Ninguém entra no cinema para ver o novo filme de Lars von Trier sem saber do que se trata. Fartamente comentado, ficamos sabendo que em Cannes, onde passou pela primeira vez, fora da competição, pessoas se retiraram da sessão, escandalizados. Mais uma vez, o diretor dinamarquês consegue chocar. Lembram-se da polêmica entrevista em Cannes sobre “Melancolia”? Foi expulso do festival. Ele volta agora com um filme sobre a Maldade.

Relembremos o diálogo inicial do filme.

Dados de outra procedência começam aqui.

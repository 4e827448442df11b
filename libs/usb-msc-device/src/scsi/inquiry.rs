//! Standard Inquiry data and the Vital Product Data pages.
use crate::config::Config;

pub const STANDARD_LEN: usize = 36;

pub const VPD_SUPPORTED_PAGES: u8 = 0x00;
pub const VPD_UNIT_SERIAL_NUMBER: u8 = 0x80;
pub const VPD_BLOCK_DEVICE_CHARACTERISTICS: u8 = 0xB1;

const PERIPHERAL_DIRECT_ACCESS: u8 = 0x00;
const REMOVABLE: u8 = 0x80;
const VERSION_SPC2: u8 = 0x04;
const RESPONSE_DATA_FORMAT: u8 = 0x02;
const NON_ROTATING_MEDIUM: u16 = 0x0001;
const PRODUCT_TYPE_SD: u8 = 0x05;
const FORM_FACTOR_UNDER_1_8_INCH: u8 = 0x05;

/// Space-padded identification strings, rendered once from the [`Config`].
pub struct Identity {
    vendor: [u8; 8],
    product: [u8; 16],
    revision: [u8; 4],
    serial: [u8; 16],
}

fn padded<const N: usize>(s: &str) -> [u8; N] {
    let mut out = [b' '; N];
    let len = s.len().min(N);
    out[..len].copy_from_slice(&s.as_bytes()[..len]);
    out
}

impl Identity {
    pub fn new(config: &Config) -> Identity {
        Identity {
            vendor: padded(config.inquiry_vendor),
            product: padded(config.inquiry_product),
            revision: padded(config.inquiry_revision),
            serial: padded(config.serial),
        }
    }

    /// Standard Inquiry data. `out` must hold [`STANDARD_LEN`] bytes.
    pub fn standard(&self, out: &mut [u8]) -> usize {
        out[..8].copy_from_slice(&[
            PERIPHERAL_DIRECT_ACCESS,
            REMOVABLE,
            VERSION_SPC2,
            RESPONSE_DATA_FORMAT,
            (STANDARD_LEN - 5) as u8,
            0,
            0,
            0,
        ]);
        out[8..16].copy_from_slice(&self.vendor);
        out[16..32].copy_from_slice(&self.product);
        out[32..36].copy_from_slice(&self.revision);
        STANDARD_LEN
    }

    /// Renders VPD page `page` into `out`; `None` for pages this device lacks.
    pub fn vpd(&self, page: u8, out: &mut [u8]) -> Option<usize> {
        match page {
            VPD_SUPPORTED_PAGES => {
                let pages = [VPD_SUPPORTED_PAGES, VPD_UNIT_SERIAL_NUMBER, VPD_BLOCK_DEVICE_CHARACTERISTICS];
                out[..4].copy_from_slice(&[PERIPHERAL_DIRECT_ACCESS, page, 0, pages.len() as u8]);
                out[4..4 + pages.len()].copy_from_slice(&pages);
                Some(4 + pages.len())
            }
            VPD_UNIT_SERIAL_NUMBER => {
                out[..4].copy_from_slice(&[PERIPHERAL_DIRECT_ACCESS, page, 0, self.serial.len() as u8]);
                out[4..4 + self.serial.len()].copy_from_slice(&self.serial);
                Some(4 + self.serial.len())
            }
            VPD_BLOCK_DEVICE_CHARACTERISTICS => {
                let len = 64;
                out[..len].fill(0);
                out[..4].copy_from_slice(&[PERIPHERAL_DIRECT_ACCESS, page, 0, (len - 4) as u8]);
                out[4..6].copy_from_slice(&NON_ROTATING_MEDIUM.to_be_bytes());
                out[6] = PRODUCT_TYPE_SD;
                out[7] = FORM_FACTOR_UNDER_1_8_INCH;
                Some(len)
            }
            _ => None,
        }
    }
}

Virgílio, o poeta romano que viveu de 70 aC a 19 aC e que figura na “Divina Comédia” de Dante como aquele que o acompanha na caminhada pelos círculos do Inferno e Purgatório, é o velho sábio interpretado pelo ator alemão Bruno Ganz, que dialoga com Jack, o “serial killer”, na pele do ótimo Matt Dillon.

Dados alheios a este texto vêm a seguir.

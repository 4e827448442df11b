use crate::error::BlockDeviceError;

#[derive(Debug, Clone, Copy, PartialEq, Eq)]
pub enum StreamDirection {
    Read,
    Write,
}

/// Opaque handle for a streaming transfer opened with [`BlockDevice::open`].
#[derive(Debug, Clone, Copy, PartialEq, Eq)]
pub struct StreamHandle(pub u32);

/// Fixed block size random access storage.
///
/// Whole-block access is mandatory. A device that can move a run of blocks more
/// efficiently may also implement the streaming calls; their defaults report that
/// no stream can be opened, and all transfers then go block by block.
pub trait BlockDevice {
    /// The number of bytes per block. Bounded by the SCSI layer's block buffer.
    const BLOCK_BYTES: usize;

    /// Capacity in blocks.
    fn blocks(&self) -> u32;

    /// Read the block indicated by `lba` into `block`
    fn read_block(&mut self, lba: u32, block: &mut [u8]) -> Result<(), BlockDeviceError>;

    /// Write `block` to the block indicated by `lba`
    fn write_block(&mut self, lba: u32, block: &[u8]) -> Result<(), BlockDeviceError>;

    /// Starts a transfer of `count` blocks from `lba`.
    fn open(&mut self, _lba: u32, _count: u32, _dir: StreamDirection) -> Option<StreamHandle> { None }

    /// Reads the next bytes of a stream. `Ok(0)` means nothing is ready yet.
    fn read(&mut self, _stream: StreamHandle, _buf: &mut [u8]) -> Result<usize, BlockDeviceError> {
        Err(BlockDeviceError::BadDescriptor)
    }

    /// Writes the next bytes of a stream. Returns how many were accepted; after a
    /// short count the caller finishes the transfer block by block.
    fn write(&mut self, _stream: StreamHandle, _data: &[u8]) -> Result<usize, BlockDeviceError> {
        Err(BlockDeviceError::BadDescriptor)
    }

    fn close(&mut self, _stream: StreamHandle) {}
}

Jack vai encenar e comentar com Virgílio o que ele diz que são “incidentes”, cinco, ocorridos em 12 anos. São assassinatos que Jack chama de obras de arte. Assina fotos tiradas dos corpos como “Mr Sophistication”.

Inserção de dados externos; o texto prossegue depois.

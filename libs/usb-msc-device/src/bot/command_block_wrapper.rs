use byteorder::{ByteOrder, LittleEndian};

use crate::endpoint::Direction;

/// Signature that identifies this packet as CBW
pub const SIGNATURE: u32 = 0x43425355;
/// A CBW is always exactly this long.
pub const LEN: usize = 31;

const MAX_CB_LEN: usize = 16;

/// A wrapper that identifies a command sent from the host to the device on the
/// OUT endpoint. Describes the data transfer IN or OUT that should happen
/// immediately after this wrapper is received.
#[derive(Clone, Copy, Eq, PartialEq, Debug)]
pub struct CommandBlockWrapper {
    /// Echoed back in the CSW so the host can pair them up.
    pub tag: u32,
    /// Bytes the host expects to move during the data phase. Zero means the CSW
    /// follows immediately.
    pub data_transfer_length: u32,
    pub direction: Direction,
    pub lun: u8,
    /// Valid bytes in `block`.
    pub block_len: u8,
    pub block: [u8; MAX_CB_LEN],
}

impl CommandBlockWrapper {
    /// Decodes a received packet. Anything that is not a meaningful CBW (wrong
    /// length, bad signature, CB length outside 1..=16) gives `None`.
    pub fn parse(buf: &[u8]) -> Option<CommandBlockWrapper> {
        if buf.len() != LEN || LittleEndian::read_u32(&buf[0..4]) != SIGNATURE {
            return None;
        }
        let block_len = buf[14] & 0x1F;
        if block_len == 0 || block_len as usize > MAX_CB_LEN {
            return None;
        }
        let mut block = [0u8; MAX_CB_LEN];
        block.copy_from_slice(&buf[15..31]);
        Some(CommandBlockWrapper {
            tag: LittleEndian::read_u32(&buf[4..8]),
            data_transfer_length: LittleEndian::read_u32(&buf[8..12]),
            direction: if buf[12] & 0x80 != 0 { Direction::In } else { Direction::Out },
            lun: buf[13] & 0x0F,
            block_len,
            block,
        })
    }

    /// The command block proper.
    pub fn command(&self) -> &[u8] { &self.block[..self.block_len as usize] }
}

O primeiro deles ocorre quando uma bela mulher (Uma Thurman) precisa de ajuda para consertar o macaco (“jack”) do carro. Pega carona com Jack e estranhamente começa a comentar ironicamente o erro que cometeu, já que um estranho como ele poderia ser um “serial killer”. Ele ainda não é mas ela se torna sua primeira vítima.

E assim continua o filme, com Jack e seus “incidentes”, tudo com um humor bem negro e bastante sadismo nos detalhes.

Nos intervalos, Jack que é engenheiro mas sempre quis ser arquiteto, compra um terreno em frente a um lago e tenta construir sua casa. Mas, obsessivo, não consegue chegar ao que almeja e destrói tudo para recomeçar. No fim uma arquitetura macabra abre o caminho de Jack para o Inferno.

Durante o filme vemos cenas filmadas do pianista Glenn Gould, que era um obsessivo em busca da perfeição, tocando Bach. Quadros de diferentes pintores ilustram os “incidentes”. Fotos da vida real e outras encenadas. O arquiteto nazista Albert Spier e suas construções. E várias outras referências culturais que justificariam as ações de Jack. Assim pensa ele.

Virgílio é paciente, escuta, critica mas Jack sempre tem razão. E não se arrepende de nada.

Obsessivo compulsivo, psicopata, narcisista, perverso, misógino, antropofóbico, misantropo, nenhum rótulo explica Jack. Ele seria um produto de suas próprias escolhas, parece concluir Virgílio, que o abandona à própria sorte.

Lars von Trier escolheu ser um cineasta que fala de suas angústias através de seus personagens. Vão ver seus filmes aqueles que querem e não se assustam tanto assim em encarar o lado mais escuro do ser humano.